В письме из Неаполя Баратынский упоминает “страх чего-то грозного, хотя не вседневного”, который охватывает путешественника на море; тем же вседневным ожиданием опасности отзывается и стихотворение “Пироскаф”: “Дикою, грозною ласкою полны” волны Средиземного моря. Вот почему в нем появляется и отголосок стихотворения, в котором разбушевавшаяся буря погубила “чёлн” с корыстными злоумышленниками. Хотя сама катастрофа у Баратынского, вроде бы, не состоялась.

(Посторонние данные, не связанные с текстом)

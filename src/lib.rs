//! graph-engine: an in-memory graph with classical algorithms.
//!
//! A single mutable [`Graph`] holds vertices carrying [`Value`]s and directed
//! edge records with weights. Oriented/non-oriented and weighted/unweighted
//! behaviour is selected per graph. The algorithms in [`algo`] and
//! [`graph::traversal`] all read the same model.

pub mod algo;
pub mod cli;
pub mod format;
pub mod graph;
pub mod types;

// Re-export commonly used types at the crate root
pub use algo::{
    bellman_ford, cyclomatic_number, dijkstra, edmonds_karp, find_equal_length_vertex,
    floyd_warshall, knots, prim, prim_all_starts, BellmanFord, DistanceMatrix, FlowNetwork,
    MaxFlow, MstResult, PathBudget, ShortestPaths,
};
pub use format::{GraphReader, GraphWriter};
pub use graph::{Graph, GraphBuilder, TraversalDirection};
pub use types::{
    Edge, EdgeId, GraphError, GraphResult, NodeId, Value, UNIT_WEIGHT, UNWEIGHTED_EDGE_WEIGHT,
};
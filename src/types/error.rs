//! Error types for the graph engine.

use thiserror::Error;

use super::{EdgeId, NodeId, Value};

/// All errors that can occur in the graph engine.
#[derive(Error, Debug)]
pub enum GraphError {
    /// Handle is not a live member of this graph.
    #[error("Vertex {0} is not a member of this graph")]
    InvalidEndpoint(NodeId),

    /// Edge record not found by ID.
    #[error("Edge {0} not found")]
    EdgeNotFound(EdgeId),

    /// Operation is defined only for one kind of graph.
    #[error("Operation '{operation}' is only defined for {requires} graphs")]
    NotApplicable {
        operation: &'static str,
        requires: &'static str,
    },

    /// A vertex with this value already exists.
    #[error("Vertex value {0} already exists")]
    DuplicateVertex(Value),

    /// A query found no qualifying element.
    #[error("Not found: {0}")]
    NotFound(String),

    /// No path connects the two vertices.
    #[error("Vertex {to} is unreachable from {from}")]
    Unreachable { from: NodeId, to: NodeId },

    /// Dijkstra-style search met a negative edge weight.
    #[error("Negative weight {weight} on edge {edge}")]
    NegativeWeight { edge: EdgeId, weight: f64 },

    /// Source and sink of a flow query are the same vertex.
    #[error("Flow source and sink are the same vertex {0}")]
    DegenerateFlow(NodeId),

    /// Exhaustive path enumeration hit its configured limit.
    #[error("Path enumeration budget exceeded after {explored} paths")]
    BudgetExceeded { explored: usize },

    /// Display index outside the vertex or edge listing.
    #[error("Index {index} out of range (len {len})")]
    IndexOutOfRange { index: usize, len: usize },

    /// Malformed line in a text graph file.
    #[error("Parse error on line {line}: {message}")]
    Parse { line: usize, message: String },

    /// Graph cannot be represented in the text format.
    #[error("Format error: {0}")]
    Format(String),

    /// IO error.
    #[error("IO error: {0}")]
    Io(#[from] std::io::Error),
}

/// Convenience result type for graph engine operations.
pub type GraphResult<T> = Result<T, GraphError>;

               Безошибочная художественная интуиция направила внимание Уэллса на едва заметную “складку” в стихотворной ткани у Баратынского, за которой открываются обширные смысловые горизонты. О степени серьезности, с какой Г.Уэллс относится к поэзии своего русского предшественника, свидетельствует то, что он не жалеет времени и усердия на разгадку его поэтических образов, которые для русского читателя даже еще и не начинали казаться требующими усилия мысли.

               Почему, например, в стихотворении рыбачья лодка сравнивается с чайкой:


                Только вдали, океана жилица,
                Чайке подобна, вод его птица,
                Парус развив, как большое крыло,
                С бурной стихией в томительном споре,
                Лодка рыбачья качается в море…

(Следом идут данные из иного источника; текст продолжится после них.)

//! Phase 4 tests: minimum spanning tree and maximum flow.

use graph_engine::algo::{build_flow_network, FlowNetwork};
use graph_engine::graph::builder::vertex;
use graph_engine::types::error::GraphError;
use graph_engine::{edmonds_karp, prim, prim_all_starts, Graph, GraphBuilder, Value};

// ==================== Prim ====================

fn weighted_square() -> Graph {
    GraphBuilder::with_flags(false, true)
        .weighted_link("A", "B", 1.0)
        .weighted_link("B", "C", 2.0)
        .weighted_link("A", "C", 3.0)
        .weighted_link("C", "D", 1.0)
        .build()
        .unwrap()
}

#[test]
fn test_prim_spanning_tree() {
    let graph = weighted_square();
    let result = prim(&graph, None).unwrap();

    assert!(result.is_connected);
    assert_eq!(result.edges.len(), 3);
    assert_eq!(result.total_weight, 4.0);
    assert!(result.edges.iter().all(|e| e.weight != 3.0));
}

#[test]
fn test_prim_from_explicit_start() {
    let graph = weighted_square();
    let d = vertex(&graph, "D").unwrap();
    let result = prim(&graph, Some(d)).unwrap();
    assert_eq!(result.edges[0].from, d);
    assert_eq!(result.total_weight, 4.0);
}

#[test]
fn test_prim_unweighted_counts_edges() {
    let graph = GraphBuilder::with_flags(false, false)
        .link("A", "B")
        .link("B", "C")
        .link("C", "A")
        .build()
        .unwrap();
    let result = prim(&graph, None).unwrap();
    assert_eq!(result.total_weight, 2.0);
    assert!(result.is_connected);
}

#[test]
fn test_prim_disconnected() {
    let graph = GraphBuilder::with_flags(false, true)
        .weighted_link("A", "B", 1.0)
        .weighted_link("C", "D", 1.0)
        .build()
        .unwrap();
    let result = prim(&graph, None).unwrap();
    assert!(!result.is_connected);
    assert_eq!(result.edges.len(), 1);

    let all = prim_all_starts(&graph).unwrap();
    assert!(!all.is_connected);
}

#[test]
fn test_prim_oriented_not_applicable() {
    let graph = GraphBuilder::with_flags(true, true)
        .weighted_link("A", "B", 1.0)
        .build()
        .unwrap();
    let result = prim(&graph, None).unwrap();
    assert!(!result.is_connected);
    assert!(result.edges.is_empty());
}

#[test]
fn test_prim_empty_graph_is_connected() {
    let graph = Graph::new(false, true);
    let result = prim(&graph, None).unwrap();
    assert!(result.is_connected);
    assert!(result.edges.is_empty());
    assert_eq!(result.total_weight, 0.0);
}

#[test]
fn test_prim_all_starts_matches_single_run() {
    let graph = weighted_square();
    let all = prim_all_starts(&graph).unwrap();
    assert!(all.is_connected);
    assert_eq!(all.total_weight, 4.0);
}

// ==================== Max flow ====================

#[test]
fn test_diamond_max_flow() {
    let graph = GraphBuilder::with_flags(true, true)
        .weighted_link("S", "A", 3.0)
        .weighted_link("S", "B", 2.0)
        .weighted_link("A", "T", 2.0)
        .weighted_link("B", "T", 3.0)
        .build()
        .unwrap();
    let s = vertex(&graph, "S").unwrap();
    let t = vertex(&graph, "T").unwrap();
    let flow = edmonds_karp(&build_flow_network(&graph), s, t).unwrap();

    assert_eq!(flow.value, 4.0);
    assert_eq!(flow.min_cut_capacity(), 4.0);
    assert_eq!(flow.min_cut.len(), 2);
    assert!(flow.source_side.contains(&s));
    assert!(!flow.source_side.contains(&t));
}

#[test]
fn test_max_flow_needs_residual_back_arcs() {
    // Classic network with max flow 23.
    let graph = GraphBuilder::with_flags(true, true)
        .weighted_link("s", "v1", 16.0)
        .weighted_link("s", "v2", 13.0)
        .weighted_link("v1", "v3", 12.0)
        .weighted_link("v2", "v1", 4.0)
        .weighted_link("v2", "v4", 14.0)
        .weighted_link("v3", "v2", 9.0)
        .weighted_link("v3", "t", 20.0)
        .weighted_link("v4", "v3", 7.0)
        .weighted_link("v4", "t", 4.0)
        .build()
        .unwrap();
    let s = vertex(&graph, "s").unwrap();
    let t = vertex(&graph, "t").unwrap();
    let network = build_flow_network(&graph);
    let flow = edmonds_karp(&network, s, t).unwrap();

    assert_eq!(flow.value, 23.0);
    assert_eq!(flow.min_cut_capacity(), 23.0);
    for (i, edge) in network.edges().iter().enumerate() {
        let f = flow.flow_on(i).unwrap();
        assert!(f >= 0.0 && f <= edge.capacity);
    }
}

#[test]
fn test_max_flow_unweighted_unit_capacity() {
    let graph = GraphBuilder::new()
        .link("S", "A")
        .link("S", "B")
        .link("A", "T")
        .link("B", "T")
        .link("A", "B")
        .build()
        .unwrap();
    let s = vertex(&graph, "S").unwrap();
    let t = vertex(&graph, "T").unwrap();
    assert_eq!(edmonds_karp(&build_flow_network(&graph), s, t).unwrap().value, 2.0);
}

#[test]
fn test_max_flow_non_oriented_both_ways() {
    let graph = GraphBuilder::with_flags(false, true)
        .weighted_link("A", "B", 3.0)
        .build()
        .unwrap();
    let network = FlowNetwork::from_graph(&graph);
    assert_eq!(network.edges().len(), 2);

    let a = vertex(&graph, "A").unwrap();
    let b = vertex(&graph, "B").unwrap();
    assert_eq!(edmonds_karp(&network, a, b).unwrap().value, 3.0);
    assert_eq!(edmonds_karp(&network, b, a).unwrap().value, 3.0);
}

#[test]
fn test_max_flow_drops_negative_and_promotes_zero_capacity() {
    let graph = GraphBuilder::with_flags(true, true)
        .weighted_link("A", "B", -5.0)
        .weighted_link("A", "C", 0.0)
        .build()
        .unwrap();
    let network = build_flow_network(&graph);
    assert_eq!(network.edges().len(), 1);
    assert_eq!(network.edges()[0].capacity, 1.0);
}

#[test]
fn test_max_flow_disconnected_sink() {
    let mut graph = GraphBuilder::with_flags(true, true)
        .weighted_link("A", "B", 5.0)
        .build()
        .unwrap();
    let z = graph.add_vertex(Value::from("Z"));
    let a = vertex(&graph, "A").unwrap();
    let flow = edmonds_karp(&build_flow_network(&graph), a, z).unwrap();
    assert_eq!(flow.value, 0.0);
    assert_eq!(flow.augmentations, 0);
    assert!(flow.min_cut.is_empty());
}

#[test]
fn test_max_flow_rejects_bad_endpoints() {
    let mut graph = GraphBuilder::with_flags(true, true)
        .weighted_link("A", "B", 5.0)
        .build()
        .unwrap();
    let a = vertex(&graph, "A").unwrap();
    let b = vertex(&graph, "B").unwrap();
    let network = build_flow_network(&graph);

    assert!(matches!(
        edmonds_karp(&network, a, a),
        Err(GraphError::DegenerateFlow(_))
    ));

    graph.remove_vertex(b);
    let network = build_flow_network(&graph);
    assert!(matches!(
        edmonds_karp(&network, a, b),
        Err(GraphError::InvalidEndpoint(id)) if id == b
    ));
}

Автор романа отвечает нам торжествующе-лапидарно: “несколько рыбачьих шхун НЫРЯЛО между броненосцами и пароходиком”. У Баратынского лодка – “КАЧАЕТСЯ”: она как бы повторяет движения прожорливой чайки, ныряющей в воду за рыбой!

               Удивительно и то, что Уэллс вновь обращает наше внимание к месту, в котором таится пушкинская реминисценция, только в этом случае без его подсказки мы бы и не знали о ее существовании. Стихотворение “Узник”:


                Мой грустный товарищ, махая крылом,
                Кровавую пищу клюет под окном,

                КЛЮЕТ И БРОСАЕТ, и смотрит в окно,
                Как будто со мною задумал одно;
                Зовет меня взглядом и криком своим…


Баратынский увидел в пушкинском “орле” – крикливую чайку. Этот орел у Пушкина, лениво терзающий мясо, повторяет ныряющие движения чайки, как лодка у Баратынского. Обращение к Пушкину у него овеяно юмором. Непредубежденный, простодушный читатель с удивлением заметит, что орел у Пушкина… однокрылый (“махая крылом”). И лодка у Баратынского – очевидно, разительно однокрылая, и тут уж дело никак не спишешь на “поэтическую фигуру”!

               Кстати о фигурах. Теперь, одаренные Уэллсом, мы можем наблюдать, что Баратынский очень близко следует стихотворению Пушкина. Стихотворение “Узник” заканчивается:


                …Туда, где синеют морские края,
                Туда, где гуляем ЛИШЬ ветер… да я!..


И такую же ограничительную частицу Баратынский применяет к своему, Средиземному морю:


                ТОЛЬКО что чайка вьется за нами…
                ТОЛЬКО вдали…
                Лодка рыбачья качается в море…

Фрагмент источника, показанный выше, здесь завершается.